What you are asked to do: In the reply, include exactly the lines of the entries below from the first to the line with "the completion time.", that line included.

Data in this exercise:
------------------------------------------------------------------------

//! # Core Engine Module
//!
//! The stateful half of the fleet synchronizer. The `telemetry` module says
//! *what* changed; this module owns the collection and decides *when* it
//! changes.
//!
//! ## Core Components:
//!
//! - **`reconcile`**: The `ReconciliationEngine`, sole owner of the `Fleet`.
//!   Every mutation passes through one reducer and is published to readers
//!   over a `tokio::sync::watch` channel.
//!
//! - **`session`**: The `SessionController`. It drives one connection's
//!   lifecycle (handshake, source registration, frame handling, scheduled
//!   completion-time refreshes, the hard-refresh timer) and reports how the
//!   session ended so the caller can rebuild it.

#![forbid(unsafe_code)]

/// Fleet reducer and change publisher.
pub mod reconcile;
/// Connection lifecycle and timer ownership.
pub mod session;

// --- Public API Re-exports ---
pub use reconcile::{FleetAction, ReconciliationEngine};
pub use session::{
    FleetApi, ReloadReason, SessionContext, SessionController, SessionExit, SessionSettings, SessionState,
    Transport, TransportError,
};
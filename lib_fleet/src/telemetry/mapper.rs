//! # Field Mapper
//!
//! Pure translation from decoded frames to fleet updates. Nothing here touches
//! the collection or the clock; side effects the session must carry out later
//! are returned as `ScheduledIntent`s next to the update.

use std::time::Duration;

use serde_json::Value;

use crate::telemetry::decoder::{DecodedFrame, EventFrame, FieldFrame, FieldKind, ResponseKind};
use crate::telemetry::dto::{parse_timestamp, CurrentListEntry, MachineStatus};
use crate::telemetry::model::{
    ExecutionState, Fleet, MachineId, MachinePatch, MachineRecord, OperatingMode, PatchFields,
};

/// Positional contracts of the delimited frames (0-indexed, field 1 is the kind).
pub mod positions {
    pub mod notification {
        pub const CATEGORY: usize = 3;
        pub const MACHINE: usize = 4;
        pub const TEXT: usize = 5;
    }

    pub mod part_count {
        pub const PROGRAM: usize = 3;
        pub const PROGRESS: usize = 5;
        pub const PRODUCED: usize = 6;
        pub const MACHINE: usize = 13;
    }

    pub mod message {
        pub const MACHINE: usize = 6;
    }
}

/// Progress indicator above which the server recomputes the completion time.
pub const COMPLETION_REFRESH_THRESHOLD: f64 = 5.0;

const NOTICE_PART_COUNT: &str = "PART_COUNT";
const NOTICE_PALETTE: &str = "PALETTE";

/// Follow-up work the session controller must schedule.
#[derive(Debug, Clone, PartialEq, Eq)]
pub enum ScheduledIntent {
    RefreshCompletionTime(MachineId),
}

/// Events addressed to the session rather than the collection.
#[derive(Debug, Clone, Copy, PartialEq, Eq)]
pub enum SessionSignal {
    Connected,
    Closed,
}

#[derive(Debug, Clone, PartialEq)]
pub enum MappedUpdate {
    Patch(MachinePatch),
    Replace(Vec<MachineRecord>),
    MarkMessage(MachineId),
    SessionEvent(SessionSignal),
    Nothing,
}

#[derive(Debug, Clone, PartialEq)]
pub struct MapOutcome {
    pub update: MappedUpdate,
    pub intents: Vec<ScheduledIntent>,
}

impl MapOutcome {
    pub fn nothing() -> Self {
        Self::from(MappedUpdate::Nothing)
    }
}

impl From<MappedUpdate> for MapOutcome {
    fn from(update: MappedUpdate) -> Self {
        Self {
            update,
            intents: Vec::new(),
        }
    }
}

/// Dispatches a decoded frame to its mapping.
pub fn map_frame(decoded: &DecodedFrame, fleet: &Fleet) -> MapOutcome {
    match decoded {
        DecodedFrame::Fields(frame) => map_field_frame(frame, fleet),
        DecodedFrame::Event(event) => map_event(event, fleet),
    }
}

pub fn map_field_frame(frame: &FieldFrame, fleet: &Fleet) -> MapOutcome {
    match &frame.kind {
        FieldKind::Notification => map_notification(frame, fleet),
        FieldKind::PartCount => map_part_count(frame, fleet),
        // Alarm frames take the message path.
        FieldKind::Message | FieldKind::Alarm => map_message(frame, fleet),
        FieldKind::Other(kind) => {
            log::debug!("Ignoring delimited frame of kind {}", kind);
            MapOutcome::nothing()
        }
    }
}

pub fn map_event(event: &EventFrame, fleet: &Fleet) -> MapOutcome {
    match &event.kind {
        ResponseKind::MachineStatus => map_machine_status(&event.data, fleet),
        ResponseKind::Broadcast => {
            log::debug!("Broadcast event received; nothing to reconcile.");
            MapOutcome::nothing()
        }
        ResponseKind::Connect => MappedUpdate::SessionEvent(SessionSignal::Connected).into(),
        ResponseKind::Closed => MappedUpdate::SessionEvent(SessionSignal::Closed).into(),
        ResponseKind::Other(kind) => {
            log::debug!("Ignoring structured event {}", kind);
            MapOutcome::nothing()
        }
    }
}

fn non_empty(raw: &str) -> Option<String> {
    let trimmed = raw.trim();
    (!trimmed.is_empty()).then(|| trimmed.to_string())
}

fn map_notification(frame: &FieldFrame, fleet: &Fleet) -> MapOutcome {
    use positions::notification::*;

    let Some(target) = fleet.find_raw(frame.field(MACHINE)) else {
        log::debug!("Notification for unknown machine {:?}", frame.field(MACHINE));
        return MapOutcome::nothing();
    };

    let mut fields = PatchFields::default();
    match frame.field(CATEGORY).trim() {
        NOTICE_PART_COUNT => fields.has_pending_part_count_event = Some(true),
        NOTICE_PALETTE => fields.has_pending_palette_change = Some(true),
        _ => fields.has_unread_alarm = Some(true),
    }
    if let Some(text) = non_empty(frame.field(TEXT)) {
        fields.last_notice = Some(Some(text));
    }

    MappedUpdate::Patch(MachinePatch::new(target.id.clone(), fields)).into()
}

fn map_part_count(frame: &FieldFrame, fleet: &Fleet) -> MapOutcome {
    use positions::part_count::*;

    let Some(target) = fleet.find_raw(frame.field(MACHINE)) else {
        log::debug!("Part count for unknown machine {:?}", frame.field(MACHINE));
        return MapOutcome::nothing();
    };

    let mut fields = PatchFields::default();
    match frame.field(PRODUCED).trim().parse::<u64>() {
        Ok(count) if count >= target.produced_count => fields.produced_count = Some(count),
        Ok(count) => log::debug!(
            "Stale part count {} < {} for machine {}; keeping current.",
            count,
            target.produced_count,
            target.id
        ),
        Err(_) => log::debug!("Unparsable part count {:?}", frame.field(PRODUCED)),
    }
    if let Some(program) = non_empty(frame.field(PROGRAM)) {
        fields.program_name = Some(program);
    }

    let mut outcome = if fields.is_empty() {
        MapOutcome::nothing()
    } else {
        MappedUpdate::Patch(MachinePatch::new(target.id.clone(), fields)).into()
    };

    let progress = frame.field(PROGRESS).trim().parse::<f64>().unwrap_or(0.0);
    if progress > COMPLETION_REFRESH_THRESHOLD && target.planned_completion_time.is_some() {
        outcome
            .intents
            .push(ScheduledIntent::RefreshCompletionTime(target.id.clone()));
    }

    outcome
}

fn map_message(frame: &FieldFrame, fleet: &Fleet) -> MapOutcome {
    let raw = frame.field(positions::message::MACHINE);
    match fleet.find_raw(raw) {
        Some(target) => MappedUpdate::MarkMessage(target.id.clone()).into(),
        None => {
            log::debug!("Message for unknown machine {:?}", raw);
            MapOutcome::nothing()
        }
    }
}

fn map_machine_status(data: &Value, fleet: &Fleet) -> MapOutcome {
    let Some(items) = data.as_array() else {
        log::warn!("Machine status event without an array payload; ignoring.");
        return MapOutcome::nothing();
    };

    let mut records = Vec::with_capacity(items.len());
    for item in items {
        let status: MachineStatus = match serde_json::from_value(item.clone()) {
            Ok(status) => status,
            Err(e) => {
                log::warn!("Dropping undecodable machine status {}: {}", item, e);
                continue;
            }
        };
        match fleet.find_raw(&status.id) {
            Some(existing) => records.push(merge_status(existing, &status)),
            None => log::debug!("Machine status for unknown machine {}; dropped.", status.id),
        }
    }

    sort_by_display_number(&mut records);
    MappedUpdate::Replace(records).into()
}

/// Merges the fields a status object carries over an existing record.
pub fn merge_status(existing: &MachineRecord, status: &MachineStatus) -> MachineRecord {
    let fields = PatchFields {
        execution_state: status.execution.as_deref().map(ExecutionState::from),
        operating_mode: status.mode.as_deref().map(OperatingMode::from),
        is_paused: status.pause,
        program_name: status.program.clone(),
        produced_count: status.part_count,
        planned_count: status.plan_count,
        cycle_remaining: status.period.map(Duration::from_millis),
        wait_duration: status.wait.map(Duration::from_millis),
        has_unread_message: status.is_receive_message,
        has_unread_alarm: status.is_receive_alarm,
        has_pending_part_count_event: status.is_receive_part_count,
        has_pending_palette_change: status.is_change_palette,
        ..Default::default()
    };
    existing.patched(&fields)
}

/// Stable ascending sort by numeric display number; non-numeric keys go last.
pub fn sort_by_display_number(records: &mut [MachineRecord]) {
    records.sort_by_key(|r| match r.display_order() {
        Some(order) => (0u8, order),
        None => (1u8, 0),
    });
}

pub fn record_from_entry(entry: CurrentListEntry) -> MachineRecord {
    let planned_completion_time = entry.planned_completion_time.as_deref().and_then(parse_timestamp);
    MachineRecord {
        id: MachineId::new(entry.id),
        display_number: entry.display_number,
        name: entry.name,
        program_name: entry.program_name,
        planned_completion_time,
        cycle_remaining: Duration::from_millis(entry.period),
        wait_duration: Duration::from_millis(entry.wait),
        produced_count: entry.produced_count,
        planned_count: entry.planned_count,
        execution_state: ExecutionState::from(entry.execution.as_str()),
        operating_mode: OperatingMode::from(entry.mode.as_str()),
        is_paused: entry.pause,
        has_unread_message: entry.has_unread_message,
        has_unread_alarm: entry.has_unread_alarm,
        has_pending_part_count_event: entry.has_pending_part_count_event,
        has_pending_palette_change: entry.has_pending_palette_change,
        last_notice: None,
    }
}

/// Maps the initial snapshot, keeping server order.
pub fn map_current_list(entries: Vec<CurrentListEntry>) -> Vec<MachineRecord> {
    entries.into_iter().map(record_from_entry).collect()
}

------------------------------------------------------------------------

Solution for this task:
//! # Core Engine Module
//!
//! The stateful half of the fleet synchronizer. The `telemetry` module says
//! *what* changed; this module owns the collection and decides *when* it
//! changes.
//!
//! ## Core Components:
//!
//! - **`reconcile`**: The `ReconciliationEngine`, sole owner of the `Fleet`.
//!   Every mutation passes through one reducer and is published to readers
//!   over a `tokio::sync::watch` channel.
//!
//! - **`session`**: The `SessionController`. It drives one connection's
//!   lifecycle (handshake, source registration, frame handling, scheduled
//!   completion-time refreshes, the hard-refresh timer) and reports how the
//!   session ended so the caller can rebuild it.

#![forbid(unsafe_code)]

/// Fleet reducer and change publisher.
pub mod reconcile;
/// Connection lifecycle and timer ownership.
pub mod session;

// --- Public API Re-exports ---
pub use reconcile::{FleetAction, ReconciliationEngine};
pub use session::{
    FleetApi, ReloadReason, SessionContext, SessionController, SessionExit, SessionSettings, SessionState,
    Transport, TransportError,
};
filename lib_fleet/src/telemetry/mapper.rs
//! # Field Mapper
//!
//! Pure translation from decoded frames to fleet updates. Nothing here touches
//! the collection or the clock; side effects the session must carry out later
//! are returned as `ScheduledIntent`s next to the update.

use std::time::Duration;

use serde_json::Value;

use crate::telemetry::decoder::{DecodedFrame, EventFrame, FieldFrame, FieldKind, ResponseKind};
use crate::telemetry::dto::{parse_timestamp, CurrentListEntry, MachineStatus};
use crate::telemetry::model::{
    ExecutionState, Fleet, MachineId, MachinePatch, MachineRecord, OperatingMode, PatchFields,
};

/// Positional contracts of the delimited frames (0-indexed, field 1 is the kind).
pub mod positions {
    pub mod notification {
        pub const CATEGORY: usize = 3;
        pub const MACHINE: usize = 4;
        pub const TEXT: usize = 5;
    }

    pub mod part_count {
        pub const PROGRAM: usize = 3;
        pub const PROGRESS: usize = 5;
        pub const PRODUCED: usize = 6;
        pub const MACHINE: usize = 13;
    }

    pub mod message {
        pub const MACHINE: usize = 6;
    }
}

/// Progress indicator above which the server recomputes the completion time.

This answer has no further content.